Get more exam papers on OneSearch

  • You can access up to 6 more papers with this method (You normally only get the previous year's paper on LMS in week 12).
  • Either search "Communications" and filter by type "Examination Papers"
  • Or search old unit codes
    • ELEC4301 Digital Communications and Networking
    • ENGT4301 Digital Communications and Networking
    • ELEC3302 Communications Systems
    • Note that ELEC5501 Advanced Communications is a different unit.
Listing of examination papers on OneSearch
  • Communications Systems ELEC3302 Examination paper [2008 Supplementary]
  • Communications Systems ELEC4402 Examination paper [2014 Semester 2]
  • Communications Systems ELEC3302 Examination paper [2014 Semester 2]
  • Communications Systems ELEC3302 Examination paper [2008 Semester 1]
  • Digital Communications and Networking ENGT4301 Examination paper [2005 Supplementary]
  • Digital Communications and Networking ELEC4301 Examination paper [2009 Supplementary]

Tests

  • A lot of the unit requires you to learn processes and apply them.

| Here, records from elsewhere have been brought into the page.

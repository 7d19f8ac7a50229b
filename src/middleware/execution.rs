//! Execution middleware: where and when a dispatch runs.
//!
//! - [`SyncExecution`] runs on the caller's thread.
//! - [`ThreadPoolExecution`] queues actions and drains them on the pipeline
//!   runtime's blocking pool, one drain at a time.
//! - [`DedicatedThreadExecution`] feeds a single long-lived worker thread.
//!
//! Both asynchronous variants move between `Idle` and `Draining`; `flush`
//! forces a full drain before returning and `dispose` drains and stops for
//! good. A panicking action is reported and never takes a worker down.

use crossbeam_channel::{Receiver, Sender};
use std::sync::atomic::{fence, AtomicBool, Ordering};
use std::sync::{Arc, Condvar, Mutex, PoisonError};
use std::thread::{self, JoinHandle};
use std::time::Duration;
use tokio::runtime::Handle;
use tokio::sync::mpsc::{self, UnboundedReceiver, UnboundedSender};

use super::{run_guarded, Action, ExecutionMiddleware, MiddlewareContext};
use crate::error::{ErrorSink, PipelineError};

/// How long a flushing caller waits before re-checking that a drain is
/// actually scheduled.
const FLUSH_POLL: Duration = Duration::from_millis(50);

/// Runs every action inline. Flush is a no-op.
pub struct SyncExecution {
    errors: Arc<ErrorSink>,
    label: String,
}

impl SyncExecution {
    pub fn new(ctx: &MiddlewareContext) -> Self {
        Self {
            errors: Arc::clone(&ctx.errors),
            label: format!("sync execution for `{}`", ctx.sink_name),
        }
    }
}

impl ExecutionMiddleware for SyncExecution {
    fn execute(&self, action: Action) {
        run_guarded(&self.errors, &self.label, action);
    }

    fn flush(&self) {}

    fn dispose(&self) {}
}

/// Queue drained opportunistically on the runtime's blocking pool.
///
/// Producers push onto a lock-free queue and start a drain whenever none is
/// running. The drain exits once the queue is empty. After dispose the
/// producer drains on its own thread, still one drainer at a time.
pub struct ThreadPoolExecution {
    inner: Arc<PoolInner>,
}

struct PoolInner {
    queue_tx: Sender<Action>,
    queue_rx: Receiver<Action>,
    running: AtomicBool,
    disposed: AtomicBool,
    idle_lock: Mutex<()>,
    idle: Condvar,
    runtime: Handle,
    errors: Arc<ErrorSink>,
    label: String,
}

impl ThreadPoolExecution {
    pub fn new(ctx: &MiddlewareContext) -> Self {
        let (queue_tx, queue_rx) = crossbeam_channel::unbounded();
        Self {
            inner: Arc::new(PoolInner {
                queue_tx,
                queue_rx,
                running: AtomicBool::new(false),
                disposed: AtomicBool::new(false),
                idle_lock: Mutex::new(()),
                idle: Condvar::new(),
                runtime: ctx.runtime.clone(),
                errors: Arc::clone(&ctx.errors),
                label: format!("thread-pool execution for `{}`", ctx.sink_name),
            }),
        }
    }

    /// Number of actions waiting for a drain.
    pub fn pending(&self) -> usize {
        self.inner.queue_rx.len()
    }
}

impl PoolInner {
    fn schedule(self: &Arc<Self>) {
        if self
            .running
            .compare_exchange(false, true, Ordering::SeqCst, Ordering::SeqCst)
            .is_ok()
        {
            let inner = Arc::clone(self);
            self.runtime.spawn_blocking(move || inner.drain());
        }
    }

    fn drain(&self) {
        loop {
            while let Ok(action) = self.queue_rx.try_recv() {
                run_guarded(&self.errors, &self.label, action);
            }
            self.running.store(false, Ordering::SeqCst);
            fence(Ordering::SeqCst);
            // A producer that enqueued after the last `try_recv` may have seen
            // `running == true` and skipped scheduling.
            if self.queue_rx.is_empty()
                || self
                    .running
                    .compare_exchange(false, true, Ordering::SeqCst, Ordering::SeqCst)
                    .is_err()
            {
                break;
            }
        }
        let _guard = self.idle_lock.lock().unwrap_or_else(PoisonError::into_inner);
        self.idle.notify_all();
    }

    /// Drain on the calling thread, waiting out any drainer that already
    /// holds the queue so actions keep their enqueue order.
    fn drain_here(&self) {
        while !self.queue_rx.is_empty() {
            if self
                .running
                .compare_exchange(false, true, Ordering::SeqCst, Ordering::SeqCst)
                .is_ok()
            {
                self.drain();
            } else {
                thread::yield_now();
            }
        }
    }

    fn busy(&self) -> bool {
        self.running.load(Ordering::SeqCst) || !self.queue_rx.is_empty()
    }
}

impl ExecutionMiddleware for ThreadPoolExecution {
    fn execute(&self, action: Action) {
        match self.inner.queue_tx.send(action) {
            Ok(()) => {
                fence(Ordering::SeqCst);
                if self.inner.disposed.load(Ordering::SeqCst) {
                    // Dispose's drain may be over, so this thread drains.
                    return self.inner.drain_here();
                }
                self.inner.schedule();
            }
            Err(crossbeam_channel::SendError(action)) => {
                run_guarded(&self.inner.errors, &self.inner.label, action)
            }
        }
    }

    fn flush(&self) {
        let inner = &self.inner;
        let mut guard = inner.idle_lock.lock().unwrap_or_else(PoisonError::into_inner);
        while inner.busy() {
            if !inner.queue_rx.is_empty() {
                inner.schedule();
            }
            guard = inner
                .idle
                .wait_timeout(guard, FLUSH_POLL)
                .map(|(guard, _)| guard)
                .unwrap_or_else(|poisoned| poisoned.into_inner().0);
        }
    }

    fn dispose(&self) {
        self.inner.disposed.store(true, Ordering::SeqCst);
        self.flush();
    }
}

enum Command {
    Run(Action),
    Stop,
}

/// A single named worker thread fed through an unbounded channel.
///
/// Producers never block. The worker drains everything available on each
/// wake-up and parks on the channel otherwise. Flushing stops the worker at
/// a marker, joins it, and starts a replacement on the same channel.
pub struct DedicatedThreadExecution {
    tx: UnboundedSender<Command>,
    worker: Mutex<Option<JoinHandle<UnboundedReceiver<Command>>>>,
    errors: Arc<ErrorSink>,
    label: String,
    thread_name: String,
}

impl DedicatedThreadExecution {
    pub fn new(ctx: &MiddlewareContext) -> Result<Self, PipelineError> {
        let (tx, rx) = mpsc::unbounded_channel();
        let label = format!("dedicated-thread execution for `{}`", ctx.sink_name);
        let thread_name = format!("log-exec-{}", ctx.sink_name);
        let handle = spawn_worker(&thread_name, rx, Arc::clone(&ctx.errors), label.clone())?;
        Ok(Self {
            tx,
            worker: Mutex::new(Some(handle)),
            errors: Arc::clone(&ctx.errors),
            label,
            thread_name,
        })
    }

    /// Stop the current worker after everything queued ahead of the stop
    /// marker, and hand back its receiver.
    fn stop_worker(&self, handle: JoinHandle<UnboundedReceiver<Command>>) -> Option<UnboundedReceiver<Command>> {
        if self.tx.send(Command::Stop).is_err() {
            return None;
        }
        match handle.join() {
            Ok(rx) => Some(rx),
            Err(payload) => {
                self.errors.handle(PipelineError::from_panic(self.label.clone(), payload));
                None
            }
        }
    }
}

fn spawn_worker(
    thread_name: &str,
    rx: UnboundedReceiver<Command>,
    errors: Arc<ErrorSink>,
    label: String,
) -> std::io::Result<JoinHandle<UnboundedReceiver<Command>>> {
    thread::Builder::new()
        .name(thread_name.to_string())
        .spawn(move || worker_loop(rx, &errors, &label))
}

fn worker_loop(
    mut rx: UnboundedReceiver<Command>,
    errors: &ErrorSink,
    label: &str,
) -> UnboundedReceiver<Command> {
    while let Some(first) = rx.blocking_recv() {
        let mut next = Some(first);
        while let Some(command) = next {
            match command {
                Command::Run(action) => run_guarded(errors, label, action),
                Command::Stop => return rx,
            }
            next = rx.try_recv().ok();
        }
    }
    rx
}

impl ExecutionMiddleware for DedicatedThreadExecution {
    fn execute(&self, action: Action) {
        if let Err(mpsc::error::SendError(Command::Run(action))) = self.tx.send(Command::Run(action)) {
            run_guarded(&self.errors, &self.label, action);
        }
    }

    fn flush(&self) {
        let mut worker = self.worker.lock().unwrap_or_else(PoisonError::into_inner);
        let Some(handle) = worker.take() else {
            return;
        };
        let Some(rx) = self.stop_worker(handle) else {
            return;
        };
        match spawn_worker(&self.thread_name, rx, Arc::clone(&self.errors), self.label.clone()) {
            Ok(handle) => *worker = Some(handle),
            Err(err) => self.errors.handle(PipelineError::Runtime(err)),
        }
    }

    fn dispose(&self) {
        let mut worker = self.worker.lock().unwrap_or_else(PoisonError::into_inner);
        let Some(handle) = worker.take() else {
            return;
        };
        if let Some(mut rx) = self.stop_worker(handle) {
            rx.close();
            while let Ok(command) = rx.try_recv() {
                if let Command::Run(action) = command {
                    run_guarded(&self.errors, &self.label, action);
                }
            }
        }
    }
}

This is quite time consuming to do during the semester and the marking of the tests will destroy your wam if you do not know the process (especially compared to signal processing and signals and systems), I do not recommend doing this unit during thesis year.
  • This formula sheet will attempt to condense all processes/formulas you may need in this unit.
  • You do not get given a formula sheet, so you are entirely dependent on your own notes (except for some exceptions, such as the \text{erf}(x) table). So bring good notes.
  • Doing this unit after signal processing is a good idea.

https://www.petertanner.dev/posts/Idiots-guide-to-ELEC4402-Communications-Systems/

Notes are open-source and licensed under the GNU GPL-3.0. Suggest any corrections or changes on GitHub.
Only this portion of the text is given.